[Stored items]
//! The player model: position, safe anchor, and step budget.
//!
//! The model holds state and validates nothing but board boundaries. All
//! game rules (idle-at-start, exact budget consumption, goal check) are
//! evaluated by the round orchestrator; the `failed` flag is write-only
//! from there.

use knightfall_types::{CENTER, Coords, Direction, PlayerSnapshot};

/// The player's mutable state for one round.
#[derive(Debug, Clone, Copy, PartialEq, Eq)]
pub struct Player {
    position: Coords,
    starting_position: Option<Coords>,
    steps: u8,
    remaining_steps: i32,
    failed: bool,
}

impl Player {
    /// Create a player standing on the center cell with no active window.
    pub const fn new() -> Self {
        Self {
            position: CENTER,
            starting_position: None,
            steps: 0,
            remaining_steps: 0,
            failed: false,
        }
    }

    /// Unconditionally relocate the player.
    ///
    /// Used during the pre-round waiting phase (click-to-choose-start)
    /// and at round setup.
    pub const fn set_position(&mut self, position: Coords) {
        self.position = position;
    }

    /// Record or clear the safe anchor for the current movement window.
    pub const fn set_starting_position(&mut self, anchor: Option<Coords>) {
        self.starting_position = anchor;
    }

    /// Assign a fresh step budget, resetting the remaining count.
    pub fn set_steps(&mut self, steps: u8) {
        self.steps = steps;
        self.remaining_steps = i32::from(steps);
    }

    /// Attempt a one-cell step.
    ///
    /// A step that would leave the board is silently rejected: no state
    /// change, no budget decrement. An accepted step decrements the
    /// remaining budget by exactly one, even below zero; over-movement is
    /// a loss condition the orchestrator evaluates, not guarded here.
    ///
    /// Returns whether the step was applied.
    pub fn apply_step(&mut self, direction: Direction) -> bool {
        match self.position.stepped(direction) {
            Some(next) => {
                self.position = next;
                self.remaining_steps = self.remaining_steps.saturating_sub(1);
                true
            }
            None => false,
        }
    }

    /// Set the failure flag (orchestrator only).
    pub const fn set_failed(&mut self, failed: bool) {
        self.failed = failed;
    }

    /// Current occupied cell.
    pub const fn position(&self) -> Coords {
        self.position
    }

    /// The safe anchor of the active movement window, if any.
    pub const fn starting_position(&self) -> Option<Coords> {
        self.starting_position
    }

    /// Steps still owed in the current window.
    pub const fn remaining_steps(&self) -> i32 {
        self.remaining_steps
    }

    /// Whether a loss has been finalized against this player.
    pub const fn failed(&self) -> bool {
        self.failed
    }

    /// Published view of the player.
    pub const fn snapshot(&self) -> PlayerSnapshot {
        PlayerSnapshot {
            position: self.position,
            starting_position: self.starting_position,
            steps: self.steps,
            remaining_steps: self.remaining_steps,
            failed: self.failed,
        }
    }
}

impl Default for Player {
    fn default() -> Self {
        Self::new()
    }
}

## EXERCISE BRIEF
Exactly as they appear above, give the entries again.

## RESPONSE AREA
//! The player model: position, safe anchor, and step budget.
//!
//! The model holds state and validates nothing but board boundaries. All
//! game rules (idle-at-start, exact budget consumption, goal check) are
//! evaluated by the round orchestrator; the `failed` flag is write-only
//! from there.

use knightfall_types::{CENTER, Coords, Direction, PlayerSnapshot};

/// The player's mutable state for one round.
#[derive(Debug, Clone, Copy, PartialEq, Eq)]
pub struct Player {
    position: Coords,
    starting_position: Option<Coords>,
    steps: u8,
    remaining_steps: i32,
    failed: bool,
}

impl Player {
    /// Create a player standing on the center cell with no active window.
    pub const fn new() -> Self {
        Self {
            position: CENTER,
            starting_position: None,
            steps: 0,
            remaining_steps: 0,
            failed: false,
        }
    }

    /// Unconditionally relocate the player.
    ///
    /// Used during the pre-round waiting phase (click-to-choose-start)
    /// and at round setup.
    pub const fn set_position(&mut self, position: Coords) {
        self.position = position;
    }

    /// Record or clear the safe anchor for the current movement window.
    pub const fn set_starting_position(&mut self, anchor: Option<Coords>) {
        self.starting_position = anchor;
    }

    /// Assign a fresh step budget, resetting the remaining count.
    pub fn set_steps(&mut self, steps: u8) {
        self.steps = steps;
        self.remaining_steps = i32::from(steps);
    }

    /// Attempt a one-cell step.
    ///
    /// A step that would leave the board is silently rejected: no state
    /// change, no budget decrement. An accepted step decrements the
    /// remaining budget by exactly one, even below zero; over-movement is
    /// a loss condition the orchestrator evaluates, not guarded here.
    ///
    /// Returns whether the step was applied.
    pub fn apply_step(&mut self, direction: Direction) -> bool {
        match self.position.stepped(direction) {
            Some(next) => {
                self.position = next;
                self.remaining_steps = self.remaining_steps.saturating_sub(1);
                true
            }
            None => false,
        }
    }

    /// Set the failure flag (orchestrator only).
    pub const fn set_failed(&mut self, failed: bool) {
        self.failed = failed;
    }

    /// Current occupied cell.
    pub const fn position(&self) -> Coords {
        self.position
    }

    /// The safe anchor of the active movement window, if any.
    pub const fn starting_position(&self) -> Option<Coords> {
        self.starting_position
    }

    /// Steps still owed in the current window.
    pub const fn remaining_steps(&self) -> i32 {
        self.remaining_steps
    }

    /// Whether a loss has been finalized against this player.
    pub const fn failed(&self) -> bool {
        self.failed
    }

    /// Published view of the player.
    pub const fn snapshot(&self) -> PlayerSnapshot {
        PlayerSnapshot {
            position: self.position,
            starting_position: self.starting_position,
            steps: self.steps,
            remaining_steps: self.remaining_steps,
            failed: self.failed,
        }
    }
}

impl Default for Player {
    fn default() -> Self {
        Self::new()
    }
}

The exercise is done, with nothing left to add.